Why Huntington's The Soldier and the State is required reading for those concerned with civil-military relations.
The most memorable review that Samuel Phillips Huntington, the Albert J. Weatherhead III University Professor at Harvard, ever got was a bad one. "Imagine," Huntington recalled recently, sitting in his home on Boston's Beacon Hill. "The first review of my first book, and the reviewer compares me unfavorably to Mussolini." He blinked and squinted shyly through his eyeglasses. Huntington, seventy-four, speaks in a serene and nasal voice, the East Bronx modified by high Boston. He described how the reviewer, Matthew Josephson, writing in the left-wing opinion magazine The Nation, had ridiculed the militarism and "brutal sophistries" of The Soldier and the State and had sneered that Mussolini's sentiments had been similar though his words had more panache: "Believe, obey, fight!"

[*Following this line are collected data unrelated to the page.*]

//! Submission and frame pipelining.
//!
//! Each submission is one recorded [`CommandList`] signalling the submission fence with its own
//! index. Frames group submissions and are queued at most `queue_frames` deep.
use std::collections::VecDeque;
use std::time::Duration;

use easyerr::Error;

use crate::host::{CommandAllocator, CommandList, Device, Heap, HostError, Resource};

#[derive(Debug, Error)]
pub enum SubmitError {
    #[error("graphics device lost")]
    DeviceLost,
    #[error(transparent)]
    Host { source: HostError },
}

impl From<HostError> for SubmitError {
    fn from(value: HostError) -> Self {
        match value {
            HostError::DeviceLost => Self::DeviceLost,
            source => Self::Host { source },
        }
    }
}

/// Something released once the GPU is done with it.
#[derive(Debug, Clone, Copy, PartialEq, Eq)]
enum Retired {
    Resource(Resource),
    Heap(Heap),
}

/// Submission and frame indices, command allocators and deferred deletion.
pub struct Submissions {
    queue_frames: u64,
    fence_timeout: Duration,
    lost: bool,

    // submissions
    current: u64,
    completed: u64,
    open: bool,
    commands: CommandList,

    // frames
    frame_current: u64,
    frame_completed: u64,
    frame_open: bool,
    /// Last submission of each of the last `queue_frames` frames, indexed by frame modulo
    /// `queue_frames`.
    closed_frames: Vec<u64>,

    // pools
    writable: VecDeque<CommandAllocator>,
    submitted: VecDeque<(CommandAllocator, u64)>,
    retired: VecDeque<(u64, Retired)>,
}

impl Submissions {
    pub fn new(queue_frames: u32, fence_timeout: Duration) -> Self {
        assert!(queue_frames > 0);

        Self {
            queue_frames: u64::from(queue_frames),
            fence_timeout,
            lost: false,

            current: 1,
            completed: 0,
            open: false,
            commands: CommandList::default(),

            frame_current: 1,
            frame_completed: 0,
            frame_open: false,
            closed_frames: vec![0; queue_frames as usize],

            writable: VecDeque::new(),
            submitted: VecDeque::new(),
            retired: VecDeque::new(),
        }
    }

    /// Index of the submission being recorded, or of the next one if none is open.
    #[inline(always)]
    pub fn current(&self) -> u64 {
        self.current
    }

    #[inline(always)]
    pub fn completed(&self) -> u64 {
        self.completed
    }

    #[inline(always)]
    pub fn is_open(&self) -> bool {
        self.open
    }

    #[inline(always)]
    pub fn frame_current(&self) -> u64 {
        self.frame_current
    }

    #[inline(always)]
    pub fn frame_completed(&self) -> u64 {
        self.frame_completed
    }

    #[inline(always)]
    pub fn is_frame_open(&self) -> bool {
        self.frame_open
    }

    #[inline(always)]
    pub fn is_lost(&self) -> bool {
        self.lost
    }

    #[inline(always)]
    pub fn commands(&mut self) -> &mut CommandList {
        &mut self.commands
    }

    /// Marks the device as lost. Every later operation fails.
    pub fn lose(&mut self) -> SubmitError {
        if !self.lost {
            tracing::error!("graphics device lost, refusing further work");
            self.lost = true;
        }

        SubmitError::DeviceLost
    }

    fn fail(&mut self, err: HostError) -> SubmitError {
        match err {
            HostError::DeviceLost => self.lose(),
            source => SubmitError::Host { source },
        }
    }

    /// Submission that must complete before the next frame can be opened: the last one of the
    /// frame `queue_frames` frames ago.
    pub fn frame_wait_target(&self) -> u64 {
        self.closed_frames[(self.frame_current % self.queue_frames) as usize]
    }

    pub fn open_submission(&mut self) {
        debug_assert!(!self.open);
        debug_assert!(self.commands.is_empty());
        self.open = true;
    }

    /// Opens the current frame, updating the completed frame index first.
    pub fn open_frame(&mut self) {
        debug_assert!(!self.frame_open);

        // at most `queue_frames` frames are in flight, but the GPU might be closer than that
        self.frame_completed = self.frame_current.max(self.queue_frames) - self.queue_frames;
        for frame in self.frame_completed + 1..self.frame_current {
            if self.closed_frames[(frame % self.queue_frames) as usize] > self.completed {
                break;
            }

            self.frame_completed = frame;
        }

        self.frame_open = true;
    }

    /// Makes sure a command allocator is available for the open submission.
    pub fn ensure_allocator(&mut self, device: &mut dyn Device) -> Result<(), SubmitError> {
        if !self.writable.is_empty() {
            return Ok(());
        }

        match device.create_command_allocator() {
            Ok(allocator) => {
                tracing::debug!(allocator = allocator.0, "created a command allocator");
                self.writable.push_back(allocator);
                Ok(())
            }
            Err(err) => {
                tracing::error!("failed to create a command allocator: {err}");
                Err(self.fail(err))
            }
        }
    }

    /// Hands the recorded commands of the open submission to the GPU and signals its fence.
    pub fn submit(&mut self, device: &mut dyn Device) -> Result<(), SubmitError> {
        debug_assert!(self.open);

        let Some(allocator) = self.writable.front().copied() else {
            panic!("no writable command allocator for submission {}", self.current);
        };

        if let Err(err) = device.execute(allocator, self.commands.commands()) {
            return Err(self.fail(err));
        }

        let submission = self.current;
        self.writable.pop_front();
        self.submitted.push_back((allocator, submission));
        self.commands.clear();
        self.current += 1;
        self.open = false;

        // the commands are already running, and without the fence nothing can tell when they
        // finish, so the allocator and everything retired would never be reclaimed
        if let Err(err) = device.signal(submission) {
            tracing::error!("failed to signal submission {submission}: {err}");
            return Err(self.lose());
        }

        Ok(())
    }

    /// Closes the open frame. Its last submission becomes its completion token.
    pub fn close_frame(&mut self) {
        debug_assert!(self.frame_open);
        debug_assert!(!self.open);

        let slot = (self.frame_current % self.queue_frames) as usize;
        self.closed_frames[slot] = self.current - 1;
        self.frame_current += 1;
        self.frame_open = false;
    }

    /// Releases `resource` once the current submission completes.
    pub fn retire(&mut self, resource: Resource) {
        self.retired
            .push_back((self.current, Retired::Resource(resource)));
    }

    /// Releases `heap` once the current submission completes.
    pub fn retire_heap(&mut self, heap: Heap) {
        self.retired.push_back((self.current, Retired::Heap(heap)));
    }

    /// Polls the fence, waiting until `await_submission` completes. Returns whether the
    /// completed submission index moved forward, in which case allocators and retired objects
    /// have been reclaimed.
    pub fn poll(
        &mut self,
        device: &mut dyn Device,
        await_submission: u64,
    ) -> Result<bool, SubmitError> {
        debug_assert!(await_submission < self.current);
        if self.lost {
            return Err(SubmitError::DeviceLost);
        }

        let before = self.completed;
        self.completed = device.completed_value();

        while self.completed < await_submission {
            match device.wait(await_submission, self.fence_timeout) {
                Ok(()) => (),
                Err(HostError::Timeout) if !device.is_lost() => {
                    tracing::warn!(
                        awaiting = await_submission,
                        completed = self.completed,
                        "GPU is taking long to complete a submission"
                    );
                }
                Err(HostError::Timeout) => return Err(self.lose()),
                Err(err) => return Err(self.fail(err)),
            }

            self.completed = device.completed_value();
        }

        if self.completed <= before {
            return Ok(false);
        }

        while let Some(&(allocator, submission)) = self.submitted.front() {
            if submission > self.completed {
                break;
            }

            self.submitted.pop_front();
            self.writable.push_back(allocator);
        }

        while let Some(&(submission, retired)) = self.retired.front() {
            if submission > self.completed {
                break;
            }

            self.retired.pop_front();
            match retired {
                Retired::Resource(resource) => device.release(resource),
                Retired::Heap(heap) => device.release_heap(heap),
            }
        }

        Ok(true)
    }

    /// Allocators waiting for their submission to complete, with that submission's index.
    pub fn submitted_allocators(&self) -> impl Iterator<Item = (CommandAllocator, u64)> + '_ {
        self.submitted.iter().copied()
    }

    pub fn writable_allocators(&self) -> impl Iterator<Item = CommandAllocator> + '_ {
        self.writable.iter().copied()
    }
}
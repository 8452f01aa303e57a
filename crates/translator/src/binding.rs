//! Constant buffer and descriptor binding.
//!
//! Constant buffers are the same in both regimes: they are uploaded through the [`UploadPool`]
//! when their group is dirty and bound as root constant buffers. Descriptors (the shared memory
//! view, textures and samplers) are handled by a [`Regime`], chosen once when the command
//! processor is created.
pub mod index;
pub mod table;

use easyerr::{Error, ResultExt};
use xenos::reg::{BOOL_LOOP_CONSTANTS, FETCH_CONSTANTS, FLOAT_CONSTANTS, FLOAT_CONSTANTS_PER_STAGE};
use xenos::{ConstantMap, Group, RegisterFile, Shader, ShaderStage, Shadow};
use zerocopy::IntoBytes;

use crate::Config;
use crate::constants::SystemConstants;
use crate::host::{Command, Device, GpuAddress, HostError, RootLayout};
use crate::modules::{Recorder, TextureModule};
use crate::upload::{CONSTANT_ALIGNMENT, UploadPool};

#[derive(Debug, Error)]
pub enum BindError {
    #[error("out of descriptors")]
    Exhausted,
    #[error(transparent)]
    Host { source: HostError },
}

/// Root parameters common to both regimes.
pub mod root {
    use xenos::ShaderStage;

    pub const FETCH: u32 = 0;
    pub const FLOAT_VERTEX: u32 = 1;
    pub const FLOAT_PIXEL: u32 = 2;
    pub const SYSTEM: u32 = 3;
    pub const BOOL_LOOP: u32 = 4;
    /// First parameter owned by the binding regime.
    pub const REGIME: u32 = 5;

    pub fn float(stage: ShaderStage) -> u32 {
        match stage {
            ShaderStage::Vertex => FLOAT_VERTEX,
            ShaderStage::Pixel => FLOAT_PIXEL,
        }
    }

    #[inline(always)]
    pub const fn bit(parameter: u32) -> u32 {
        1 << parameter
    }
}

/// What a regime needs to bring the descriptors of a draw up to date.
pub struct DescriptorRequest<'a> {
    pub regs: &'a RegisterFile,
    pub textures: &'a mut dyn TextureModule,
    pub uploads: &'a mut UploadPool,
    /// Vertex and pixel shaders, indexed by stage.
    pub shaders: [Option<&'a Shader>; 2],
    /// Whether the descriptors of each stage were invalidated.
    pub dirty: [bool; 2],
    pub shared_memory_writable: bool,
    pub shared_memory_dirty: bool,
    /// Root parameters set in the current command list with the current layout, one bit per
    /// parameter.
    pub up_to_date: &'a mut u32,
}

/// A descriptor binding strategy.
pub trait Regime {
    /// Binds the regime's heaps in a new command list, if it has any yet.
    fn begin_submission(&mut self, rec: &mut Recorder);

    /// Writes the descriptors used by a draw and sets the root parameters referencing them.
    fn update(&mut self, rec: &mut Recorder, request: DescriptorRequest) -> Result<(), BindError>;

    /// Descriptors released during `completed` or earlier can be reused.
    fn submission_completed(&mut self, completed: u64) {
        let _ = completed;
    }

    /// Descriptors written during `completed_frame` or earlier can be overwritten.
    fn reclaim(&mut self, completed_frame: u64) {
        let _ = completed_frame;
    }
}

/// The bindings a draw needs.
pub struct BindRequest<'a> {
    pub vertex: &'a Shader,
    pub pixel: Option<&'a Shader>,
    pub layout: RootLayout,
    pub shared_memory_writable: bool,
    pub system: &'a SystemConstants,
}

/// Packs the live float constants of a stage, in slot order.
fn pack_float_constants(regs: &RegisterFile, stage: ShaderStage, map: &ConstantMap) -> Vec<u32> {
    let base = FLOAT_CONSTANTS.start + stage as u32 * FLOAT_CONSTANTS_PER_STAGE * 4;

    let mut packed = Vec::with_capacity(map.len().max(1) * 4);
    for slot in map.iter() {
        let start = base + u32::from(slot) * 4;
        packed.extend_from_slice(regs.range(start..start + 4));
    }

    // empty constant buffers can't be bound
    if packed.is_empty() {
        packed.resize(4, 0);
    }

    packed
}

pub struct Bindings {
    regime: Box<dyn Regime>,
    bindless: bool,
    uploads: UploadPool,

    // root
    layout: Option<RootLayout>,
    up_to_date: u32,
    /// Addresses of the common constant buffers, indexed by root parameter.
    buffers: [Option<GpuAddress>; root::REGIME as usize],

    shared_memory_writable: bool,
}

impl Bindings {
    pub fn new(device: &mut dyn Device, config: &Config) -> Result<Self, HostError> {
        let bindless = config.bindless && device.supports_bindless();
        let regime: Box<dyn Regime> = if bindless {
            tracing::info!("binding descriptors by index");
            Box::new(index::IndexRegime::new(
                device,
                config.view_heap_size,
                config.sampler_heap_size,
            )?)
        } else {
            tracing::info!("binding descriptors through per-draw tables");
            Box::new(table::TableRegime::new(
                config.table_view_page_size,
                config.table_sampler_page_size,
            ))
        };

        Ok(Self {
            regime,
            bindless,
            uploads: UploadPool::new(config.upload_page_size),

            layout: None,
            up_to_date: 0,
            buffers: [None; root::REGIME as usize],

            shared_memory_writable: false,
        })
    }

    pub fn is_bindless(&self) -> bool {
        self.bindless
    }

    /// A new command list starts with no root layout and no bindings.
    pub fn begin_submission(&mut self, rec: &mut Recorder) {
        self.layout = None;
        self.up_to_date = 0;
        self.regime.begin_submission(rec);
    }

    pub fn submission_completed(&mut self, completed: u64) {
        self.regime.submission_completed(completed);
    }

    /// Makes memory used by `completed_frame` and earlier frames writable again.
    pub fn reclaim(&mut self, completed_frame: u64) {
        self.uploads.reclaim(completed_frame);
        self.regime.reclaim(completed_frame);
    }

    fn upload(
        &mut self,
        rec: &mut Recorder,
        parameter: u32,
        data: &[u8],
    ) -> Result<(), BindError> {
        let frame = rec.frame();
        let address = self
            .uploads
            .upload(rec.device, frame, data, CONSTANT_ALIGNMENT)
            .context(BindCtx::Host)?;

        self.buffers[parameter as usize] = Some(address);
        self.up_to_date &= !root::bit(parameter);
        Ok(())
    }

    /// Brings every constant buffer and descriptor used by a draw up to date and binds them.
    pub fn update(
        &mut self,
        rec: &mut Recorder,
        shadow: &mut Shadow,
        textures: &mut dyn TextureModule,
        request: &BindRequest,
    ) -> Result<(), BindError> {
        if self.layout != Some(request.layout) {
            self.layout = Some(request.layout);
            self.up_to_date = 0;
            rec.push(Command::SetRootLayout(request.layout));
        }

        if self.shared_memory_writable != request.shared_memory_writable {
            self.shared_memory_writable = request.shared_memory_writable;
            shadow.invalidate(Group::SharedMemory);
        }

        let empty = ConstantMap::default();
        shadow.set_float_constants(ShaderStage::Vertex, &request.vertex.info.float_constants);
        shadow.set_float_constants(
            ShaderStage::Pixel,
            request
                .pixel
                .map_or(&empty, |shader| &shader.info.float_constants),
        );

        // groups are only marked clean once their data is on the host, so a failed draw
        // leaves them dirty for the next one
        for stage in [ShaderStage::Vertex, ShaderStage::Pixel] {
            if shadow.is_dirty(Group::float(stage)) {
                let packed =
                    pack_float_constants(shadow.regs(), stage, shadow.float_constants(stage));
                self.upload(rec, root::float(stage), packed.as_bytes())?;
                shadow.take_dirty(Group::float(stage));
            }
        }

        if shadow.is_dirty(Group::Fetch) {
            let fetch = shadow.regs().range(FETCH_CONSTANTS);
            self.upload(rec, root::FETCH, fetch.as_bytes())?;
            shadow.take_dirty(Group::Fetch);
        }

        if shadow.is_dirty(Group::BoolLoop) {
            let bool_loop = shadow.regs().range(BOOL_LOOP_CONSTANTS);
            self.upload(rec, root::BOOL_LOOP, bool_loop.as_bytes())?;
            shadow.take_dirty(Group::BoolLoop);
        }

        if shadow.is_dirty(Group::System) {
            self.upload(rec, root::SYSTEM, request.system.as_bytes())?;
            shadow.take_dirty(Group::System);
        }

        let dirty = [
            shadow.take_dirty(Group::DescriptorsVertex),
            shadow.take_dirty(Group::DescriptorsPixel),
        ];
        let shared_memory_dirty = shadow.take_dirty(Group::SharedMemory);

        let result = self.regime.update(
            rec,
            DescriptorRequest {
                regs: shadow.regs(),
                textures,
                uploads: &mut self.uploads,
                shaders: [Some(request.vertex), request.pixel],
                dirty,
                shared_memory_writable: request.shared_memory_writable,
                shared_memory_dirty,
                up_to_date: &mut self.up_to_date,
            },
        );

        if result.is_err() {
            // the regime may have written part of the tables, rebuild all of them next time
            shadow.invalidate(Group::DescriptorsVertex);
            shadow.invalidate(Group::DescriptorsPixel);
            shadow.invalidate(Group::SharedMemory);
        }
        result?;

        for (parameter, address) in self.buffers.iter().enumerate() {
            let parameter = parameter as u32;
            if self.up_to_date & root::bit(parameter) != 0 {
                continue;
            }

            let Some(address) = *address else {
                continue;
            };

            rec.push(Command::SetRootConstantBuffer { parameter, address });
            self.up_to_date |= root::bit(parameter);
        }

        Ok(())
    }
}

The review was published on April 6, 1957. The Cold War was scarcely a decade old.The Soldier and the State constituted a warning: America's liberal society, Huntington argued, required the protection of a professional military establishment steeped in conservative realism. In order to keep the peace, military leaders had to take for granted -- and anticipate -- the "irrationality, weakness, and evil in human nature." Liberals were good at reform, not at national security. "Magnificently varied and creative when limited to domestic issues," Huntington wrote, "liberalism faltered when applied to foreign policy and defense." Foreign policy, he explained, is not about the relationship among individuals living under the rule of law but about the relationship among states and other groups operating in a largely lawless realm. The Soldier and the State concluded with a rousing defense of West Point, which, Huntington wrote, "embodies the military ideal at its best ... a bit of Sparta in the midst of Babylon."
The book enraged many of Huntington's colleagues in Harvard's Department of Government, and the following year the department denied him tenure. With his close friend Zbigniew Brzezinski (whom Harvard also did not promote), Huntington went off to teach at Columbia University.
Four years later, in 1962, Harvard invited both Huntington and Brzezinski back, as tenured professors. Carl J. Friedrich, the German-born professor who had led the opposition to Huntington, met with him at Columbia. Friedrich talked of his admiration for the younger professor, until Huntington gently reminded him of his earlier hostility. It had become obvious to Friedrich and others that both Huntington and Brzezinski were rising stars in political science, and Harvard prided itself on its domination of the field. Brzezinski chose to stay at Columbia, but Huntington returned to Harvard, where he joined another rising star in the Department of Government, Henry A. Kissinger.
The Soldier and the State, now in its fourteenth printing, went on to become an academic classic. Telford Taylor, the chief American prosecutor at the Nuremberg trials, had this to say about the book when it was first published:
"Civilian control" [of the military] has become a piece of cant that politicians mouth worshipfully but with little understanding. This is an area where iconoclasm is badly needed; Professor Huntington's store of this commodity seems virtually inexhaustible, and it is refreshing to follow his trail of destructive exposure.
In recent decades scholarly commentary has focused less on one aspect of Huntington's book and more on another -- less on the need for the military's sense of realism and more on the threat a military may pose to civilian authority. Because democracies lack the disciplined political cadres that dictatorships produce, they are especially prone to subtle manipulation by powerful militaries. The Founding Fathers, Huntington observed, while providing for a separation of powers within civilian government, did not foresee the potential encroachment on civilian government of a gigantic defense establishment over time.
The Soldier and the State initiated what has become a familiar pattern in Huntington's long career: his work has not immediately earned brilliant reviews and academic awards but, rather, has garnered mixed reviews and harsh denunciations that ultimately yield to widespread if grudging acceptance. Even Huntington's enemies unwittingly define and worry about the world in ways and in phrases that originated with Huntington. Roger Hilsman, a specialist on Southeast Asia and a Huntington critic, complained in 1957 that many parts of The Soldier and the State "are noisy with the sounds of sawing and stretching as the facts are forced into the bed that has been prepared for them." Well, maybe. Nonetheless, The Soldier and the State put the issue of civil-military relations on the map.